Ah, Paris -- the romance, the food, the airport, the agony
WE took the family to Paris for Christmas. It was the first time my husband and I wondered whether the five of us could do such a trip again.
It wasn’t because of Paris, which was gorgeous and child-friendly, or the fact that we were traveling with 2-month-old Darby. Portable and pleasant, she slept through both plane rides and did not complain about being nursed in the Louvre or on the Pont Neuf.
It wasn’t even the cost; we got three of the tickets through a frequent-flier program and found a terrific apartment online at www.londonguestsuites.com.
It was the security.
I don’t think our family can again face the gantlet of security forces one must go through to get in and out of this country. Or in and out of Los Angeles for that matter.
Seasoned traveler that I am, I had reduced the children’s carry-on items to a minimum -- crayons, paper, Game Boys. We carried no sharp implements, including baby nail clippers, on our persons and had the necessary liquids -- Baby Tylenol, children’s cough syrup, Desitin, Purell -- in containers of 3 ounces or less and placed in a plastic bag.
I had measured and weighed our various bags to make sure they complied with the airline guidelines. We had only one real carry-on bag. (After a connection was canceled last summer I will never again travel without a change of clothes for everyone.) We had packed the big clunky shoes and had the kids in slip-ons, had reminded them not to fidget or run or touch the metal detectors as they went through.
And still it was a nightmare.
No matter how you slice it, a family with two kids and an infant has a lot of moving parts. Coats, shoes in one bin, the DVD player and now (this was new to us) the digital cameras and camcorders in another. My husband always sets off the alarm, is duly wanded and patted down and allowed through.
While this is happening, I am trying to gather up all our stuff; make sure my purse, with the passports and the money, doesn’t go through ahead of me and get stolen; that I still have the boarding pass; that the kids get their jackets and their shoes on; that the baby is fastened in her car seat and placed someplace where she will not fall (or be stolen); and that all the various electronic things are back where I put them to keep the number of bags streamlined.
The security workers were nice but not helpful. There was a huge line, of course, so other people’s stuff kept falling on ours, and people kept bumping my kids and the baby, clearly irritated that we existed and were in their way, while I tried to move as quickly as I could without leaving anything behind.
I was exhausted and sweating, anxious and irritated before we even reached the gate at LAX. Where, of course, the plane was delayed and we sat for almost three hours.
Coming back was worse. It’s as if you are punished for leaving the country. At Charles de Gaulle International Airport in Paris we had to show our passports no fewer than five times and have our bags searched twice, though security representatives recognized the size and complications of our group and kindly pulled us into a security station alone so we wouldn’t feel the pressure of the line piling up behind us.
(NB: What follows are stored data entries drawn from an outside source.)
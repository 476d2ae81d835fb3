//! Tools that we could imagine being in the Rust standard library, but aren't.

pub mod log;
//! Mathematical utilities and decisions.

mod axis;
pub use axis::*;
mod color;
pub use color::*;
mod coord;
pub use coord::*;
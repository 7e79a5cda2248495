//! Error types for remote synchronization and local persistence.

use thiserror::Error;

/// Failure of a remote call or of the local ledger.
///
/// These never escape the mutation engine's public operations; the engine
/// compensates locally and reports through the event bus. `Validation` is
/// the one exception: it is returned to the caller before any local state
/// is touched.
#[derive(Error, Debug, Clone)]
pub enum SyncError {
    /// Transport failure or unexpected HTTP status.
    #[error("network error: {0}")]
    Network(String),

    /// Rejected input, detected before the optimistic apply.
    #[error("validation error: {0}")]
    Validation(String),

    /// The remote rejected the credential (401 or 403).
    #[error("authorization error: {0}")]
    Authorization(String),

    /// The remote has no record with this id (404).
    #[error("not found: {0}")]
    NotFound(String),

    /// Local ledger file could not be written.
    #[error("persistence error: {0}")]
    Persistence(String),
}

impl SyncError {
    /// True for the benign "already gone" case that reconciliation skips.
    pub fn is_not_found(&self) -> bool {
        matches!(self, SyncError::NotFound(_))
    }
}
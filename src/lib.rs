//! GoalNet
//!
//! Client-side engine for a personal goal graph:
//! - Optimistic state synchronization against a remote CRUD store
//!   (apply now, confirm or compensate)
//! - Deterministic activation diffusion through weighted directed links
//! - Local append-only ledger of daily commit deltas
//! - Typed synchronous event bus decoupling state from presentation

pub mod activation;
pub mod error;
pub mod events;
pub mod graph;
pub mod history;
pub mod remote;

use anyhow::Result;
use serde::Deserialize;
use std::path::{Path, PathBuf};

use activation::ActivationConfig;
use graph::scheduler::DEFAULT_DEBOUNCE_MS;

// ============================================================================
// YAML config structs (deserialization targets)
// ============================================================================

/// Top-level YAML configuration file structure
#[derive(Debug, Clone, Deserialize, Default)]
#[serde(default)]
pub struct YamlConfig {
    pub api: ApiYamlConfig,
    pub sync: SyncYamlConfig,
    pub activation: ActivationConfig,
}

/// Remote API section
#[derive(Debug, Clone, Deserialize)]
#[serde(default)]
pub struct ApiYamlConfig {
    pub base_url: String,
    /// Bearer token. Usually supplied via `GOALNET_TOKEN` instead.
    pub token: String,
}

impl Default for ApiYamlConfig {
    fn default() -> Self {
        Self {
            base_url: "http://localhost:8080".into(),
            token: String::new(),
        }
    }
}

/// Sync tuning section
#[derive(Debug, Clone, Deserialize)]
#[serde(default)]
pub struct SyncYamlConfig {
    /// Quiet window for the position batch scheduler, in milliseconds.
    pub debounce_ms: u64,
    /// Path of the local history ledger file. Empty means the platform
    /// data dir.
    pub ledger_path: String,
}

impl Default for SyncYamlConfig {
    fn default() -> Self {
        Self {
            debounce_ms: DEFAULT_DEBOUNCE_MS,
            ledger_path: String::new(),
        }
    }
}

// ============================================================================
// Runtime config (what the application actually uses)
// ============================================================================

/// Application configuration
#[derive(Debug, Clone)]
pub struct Config {
    pub api_base_url: String,
    pub api_token: String,
    pub debounce_ms: u64,
    pub ledger_path: PathBuf,
    pub activation: ActivationConfig,
}

impl Config {
    /// Load configuration from environment variables only.
    /// Equivalent to from_yaml_and_env(None).
    pub fn from_env() -> Result<Self> {
        Self::from_yaml_and_env(None)
    }

    /// Load configuration from an optional YAML file, then override with
    /// env vars.
    ///
    /// Priority: env var > YAML > default
    ///
    /// If `yaml_path` is None, tries "goalnet.yaml" in CWD. If the file
    /// doesn't exist, falls back to pure env var / defaults.
    pub fn from_yaml_and_env(yaml_path: Option<&Path>) -> Result<Self> {
        let yaml = Self::load_yaml(yaml_path);

        let ledger_path = std::env::var("GOALNET_LEDGER_PATH")
            .ok()
            .filter(|s| !s.is_empty())
            .or_else(|| Some(yaml.sync.ledger_path.clone()).filter(|s| !s.is_empty()))
            .map(PathBuf::from)
            .unwrap_or_else(default_ledger_path);

        Ok(Self {
            api_base_url: std::env::var("GOALNET_API_URL").unwrap_or(yaml.api.base_url),
            api_token: std::env::var("GOALNET_TOKEN").unwrap_or(yaml.api.token),
            debounce_ms: std::env::var("GOALNET_DEBOUNCE_MS")
                .ok()
                .and_then(|s| s.parse().ok())
                .unwrap_or(yaml.sync.debounce_ms),
            ledger_path,
            activation: yaml.activation,
        })
    }

    /// Try to load and parse a YAML config file. Returns defaults on any
    /// failure.
    fn load_yaml(yaml_path: Option<&Path>) -> YamlConfig {
        let default_path = Path::new("goalnet.yaml");
        let path = yaml_path.unwrap_or(default_path);

        match std::fs::read_to_string(path) {
            Ok(contents) => match serde_yaml::from_str(&contents) {
                Ok(config) => {
                    tracing::info!("Loaded config from {}", path.display());
                    config
                }
                Err(e) => {
                    tracing::warn!("Failed to parse {}: {}. Using defaults.", path.display(), e);
                    YamlConfig::default()
                }
            },
            Err(_) => YamlConfig::default(),
        }
    }
}

fn default_ledger_path() -> PathBuf {
    dirs::data_local_dir()
        .unwrap_or_else(|| PathBuf::from("."))
        .join("goalnet")
        .join("commit_history.json")
}
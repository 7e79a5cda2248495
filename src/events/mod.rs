//! Typed event bus decoupling state changes from presentation.

pub mod bus;
pub mod types;

pub use bus::{EventBus, Subscription};
pub use types::{EventKind, GraphEvent, SyncFailure};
But in the connecting city of Cincinnati, we had to collect our luggage and go through customs and then security again. We were threatened with a $300 fine for having a tangerine I had forgotten at the bottom of our backpack. And somehow we left daughter Fiona’s Christmas present behind -- one of the cameras that we had to keep hauling out and putting in a bin. A snow globe also was confiscated; it is on the list of banned items. We just made our flight, at a dead run, with the baby bobbing and the kids crying because it was just all so intense.
Again, no one was mean, everyone was just doing their job, but no one’s job seemed to include actually helping travelers have the pleasant part of the “safe and pleasant flight.” And no one, especially in the U.S., was going out of the way to help a family with small children.
So Paris was wonderful, Paris was a dream, but the actual travel was so bad that we are looking at summer wondering whether we dare set foot in an airport again. Which considering our history of almost rabid travel lust is saying something: If we don’t want to get on an airplane, who will?
Perhaps the terrorists have won after all.